* **Excerpted data**:
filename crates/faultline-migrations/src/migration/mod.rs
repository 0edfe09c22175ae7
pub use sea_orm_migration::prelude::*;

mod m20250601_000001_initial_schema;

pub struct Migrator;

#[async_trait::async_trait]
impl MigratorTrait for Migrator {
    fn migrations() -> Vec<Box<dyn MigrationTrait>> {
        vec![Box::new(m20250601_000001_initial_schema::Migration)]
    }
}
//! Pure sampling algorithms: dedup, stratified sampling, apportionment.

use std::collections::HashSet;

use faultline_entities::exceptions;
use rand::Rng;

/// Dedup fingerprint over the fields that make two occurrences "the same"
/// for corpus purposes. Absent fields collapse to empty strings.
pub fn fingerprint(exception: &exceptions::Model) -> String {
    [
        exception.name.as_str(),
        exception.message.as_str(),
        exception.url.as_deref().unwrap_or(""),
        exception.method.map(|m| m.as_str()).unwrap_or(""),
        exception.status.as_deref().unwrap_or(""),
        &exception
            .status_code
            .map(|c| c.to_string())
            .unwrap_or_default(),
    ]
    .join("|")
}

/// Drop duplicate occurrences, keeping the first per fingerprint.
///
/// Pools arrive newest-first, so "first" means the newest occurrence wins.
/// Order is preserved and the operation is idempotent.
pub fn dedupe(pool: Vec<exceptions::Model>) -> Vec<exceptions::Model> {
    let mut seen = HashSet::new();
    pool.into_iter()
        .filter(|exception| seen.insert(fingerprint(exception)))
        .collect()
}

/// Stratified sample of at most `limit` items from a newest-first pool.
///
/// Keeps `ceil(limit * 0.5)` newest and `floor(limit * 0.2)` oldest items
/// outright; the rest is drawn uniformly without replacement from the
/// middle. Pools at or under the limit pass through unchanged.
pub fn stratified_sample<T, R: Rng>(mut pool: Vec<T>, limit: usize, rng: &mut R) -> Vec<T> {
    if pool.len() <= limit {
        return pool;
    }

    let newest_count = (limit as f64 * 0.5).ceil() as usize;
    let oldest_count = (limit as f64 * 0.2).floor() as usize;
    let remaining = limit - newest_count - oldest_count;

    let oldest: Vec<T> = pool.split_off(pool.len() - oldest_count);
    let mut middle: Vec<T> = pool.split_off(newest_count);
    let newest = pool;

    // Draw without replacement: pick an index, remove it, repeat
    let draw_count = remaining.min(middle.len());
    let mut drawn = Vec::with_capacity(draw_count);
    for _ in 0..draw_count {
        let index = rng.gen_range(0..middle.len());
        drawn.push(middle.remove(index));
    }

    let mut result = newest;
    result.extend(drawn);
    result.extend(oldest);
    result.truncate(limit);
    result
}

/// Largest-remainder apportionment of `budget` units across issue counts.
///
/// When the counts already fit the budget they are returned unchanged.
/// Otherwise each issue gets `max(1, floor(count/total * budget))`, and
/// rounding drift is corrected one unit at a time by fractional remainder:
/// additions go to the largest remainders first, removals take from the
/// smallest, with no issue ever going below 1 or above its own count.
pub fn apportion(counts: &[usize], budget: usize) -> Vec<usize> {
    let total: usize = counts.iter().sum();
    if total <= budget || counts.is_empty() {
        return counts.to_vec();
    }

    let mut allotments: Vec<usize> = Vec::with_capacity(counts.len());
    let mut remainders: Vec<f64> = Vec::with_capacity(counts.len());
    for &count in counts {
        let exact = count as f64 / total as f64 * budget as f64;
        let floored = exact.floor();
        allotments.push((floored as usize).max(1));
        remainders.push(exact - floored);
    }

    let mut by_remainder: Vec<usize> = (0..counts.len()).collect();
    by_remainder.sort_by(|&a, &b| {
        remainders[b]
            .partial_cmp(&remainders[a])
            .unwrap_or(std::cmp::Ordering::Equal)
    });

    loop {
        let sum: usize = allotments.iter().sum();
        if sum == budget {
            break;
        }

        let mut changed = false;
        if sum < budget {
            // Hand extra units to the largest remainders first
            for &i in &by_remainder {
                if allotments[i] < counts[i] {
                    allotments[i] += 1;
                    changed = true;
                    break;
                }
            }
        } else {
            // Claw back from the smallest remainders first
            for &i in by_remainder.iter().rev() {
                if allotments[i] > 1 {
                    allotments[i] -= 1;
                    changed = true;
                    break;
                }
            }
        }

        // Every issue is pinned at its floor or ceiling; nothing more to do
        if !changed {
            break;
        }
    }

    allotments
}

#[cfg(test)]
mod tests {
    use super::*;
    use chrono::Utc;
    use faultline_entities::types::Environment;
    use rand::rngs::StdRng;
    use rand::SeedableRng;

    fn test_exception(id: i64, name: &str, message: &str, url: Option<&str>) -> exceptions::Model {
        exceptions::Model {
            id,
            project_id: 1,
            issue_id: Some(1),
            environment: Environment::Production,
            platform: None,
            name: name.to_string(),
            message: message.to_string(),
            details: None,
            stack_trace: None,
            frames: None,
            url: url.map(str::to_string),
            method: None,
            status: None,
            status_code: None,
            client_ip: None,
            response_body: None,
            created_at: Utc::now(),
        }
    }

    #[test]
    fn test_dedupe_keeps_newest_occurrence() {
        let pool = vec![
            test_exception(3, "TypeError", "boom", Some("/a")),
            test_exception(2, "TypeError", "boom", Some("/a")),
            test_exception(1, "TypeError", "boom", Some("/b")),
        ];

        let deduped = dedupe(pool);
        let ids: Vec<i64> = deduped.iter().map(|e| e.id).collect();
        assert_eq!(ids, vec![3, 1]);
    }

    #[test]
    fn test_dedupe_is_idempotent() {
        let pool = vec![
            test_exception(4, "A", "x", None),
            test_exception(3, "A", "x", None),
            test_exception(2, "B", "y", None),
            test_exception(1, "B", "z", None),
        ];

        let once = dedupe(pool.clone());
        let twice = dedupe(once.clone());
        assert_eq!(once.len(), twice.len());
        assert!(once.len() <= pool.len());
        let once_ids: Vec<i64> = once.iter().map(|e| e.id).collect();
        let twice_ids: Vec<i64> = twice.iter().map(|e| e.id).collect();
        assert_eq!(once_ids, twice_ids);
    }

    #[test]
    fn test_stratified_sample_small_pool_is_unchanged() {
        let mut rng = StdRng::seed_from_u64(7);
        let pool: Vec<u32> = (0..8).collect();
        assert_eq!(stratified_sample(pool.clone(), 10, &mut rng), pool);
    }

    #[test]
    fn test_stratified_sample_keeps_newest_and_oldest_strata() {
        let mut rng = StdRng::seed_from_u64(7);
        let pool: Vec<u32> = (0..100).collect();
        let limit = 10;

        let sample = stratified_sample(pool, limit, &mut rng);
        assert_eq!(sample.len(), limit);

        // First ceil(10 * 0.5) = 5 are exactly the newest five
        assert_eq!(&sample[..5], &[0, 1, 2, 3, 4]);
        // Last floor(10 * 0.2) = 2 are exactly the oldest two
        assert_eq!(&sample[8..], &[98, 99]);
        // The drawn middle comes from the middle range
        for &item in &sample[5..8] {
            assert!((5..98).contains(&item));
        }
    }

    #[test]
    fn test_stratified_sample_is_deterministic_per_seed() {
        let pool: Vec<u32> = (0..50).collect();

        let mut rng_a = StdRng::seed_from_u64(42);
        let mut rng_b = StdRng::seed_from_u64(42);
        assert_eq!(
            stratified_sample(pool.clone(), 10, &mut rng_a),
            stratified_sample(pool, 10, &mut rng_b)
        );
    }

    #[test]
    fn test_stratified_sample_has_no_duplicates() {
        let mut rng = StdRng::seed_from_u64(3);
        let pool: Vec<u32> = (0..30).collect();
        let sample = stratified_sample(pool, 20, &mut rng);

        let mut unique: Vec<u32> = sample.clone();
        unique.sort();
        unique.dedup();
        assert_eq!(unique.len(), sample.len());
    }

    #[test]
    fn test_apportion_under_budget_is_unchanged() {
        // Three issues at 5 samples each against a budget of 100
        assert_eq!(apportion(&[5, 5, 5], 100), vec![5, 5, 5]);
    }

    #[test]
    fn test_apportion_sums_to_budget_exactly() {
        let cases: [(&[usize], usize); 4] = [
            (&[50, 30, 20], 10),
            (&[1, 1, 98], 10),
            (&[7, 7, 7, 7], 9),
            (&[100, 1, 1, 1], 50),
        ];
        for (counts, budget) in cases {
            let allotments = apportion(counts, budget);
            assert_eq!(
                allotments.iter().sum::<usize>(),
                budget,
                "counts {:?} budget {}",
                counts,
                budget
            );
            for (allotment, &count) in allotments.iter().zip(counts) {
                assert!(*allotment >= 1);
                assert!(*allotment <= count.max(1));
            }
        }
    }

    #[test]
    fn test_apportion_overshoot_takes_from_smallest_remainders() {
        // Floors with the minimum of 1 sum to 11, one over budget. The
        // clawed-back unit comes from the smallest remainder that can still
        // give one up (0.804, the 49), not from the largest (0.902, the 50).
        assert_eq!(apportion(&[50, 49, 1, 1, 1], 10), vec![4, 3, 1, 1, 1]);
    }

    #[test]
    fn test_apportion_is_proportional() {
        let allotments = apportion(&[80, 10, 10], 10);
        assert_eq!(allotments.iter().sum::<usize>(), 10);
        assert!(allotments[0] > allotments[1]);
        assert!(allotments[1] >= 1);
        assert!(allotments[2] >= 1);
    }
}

* **Requirement**:
Return every line of the listing above where "Environment" appears.

* **Answer box**:
    use faultline_entities::types::Environment;
            environment: Environment::Production,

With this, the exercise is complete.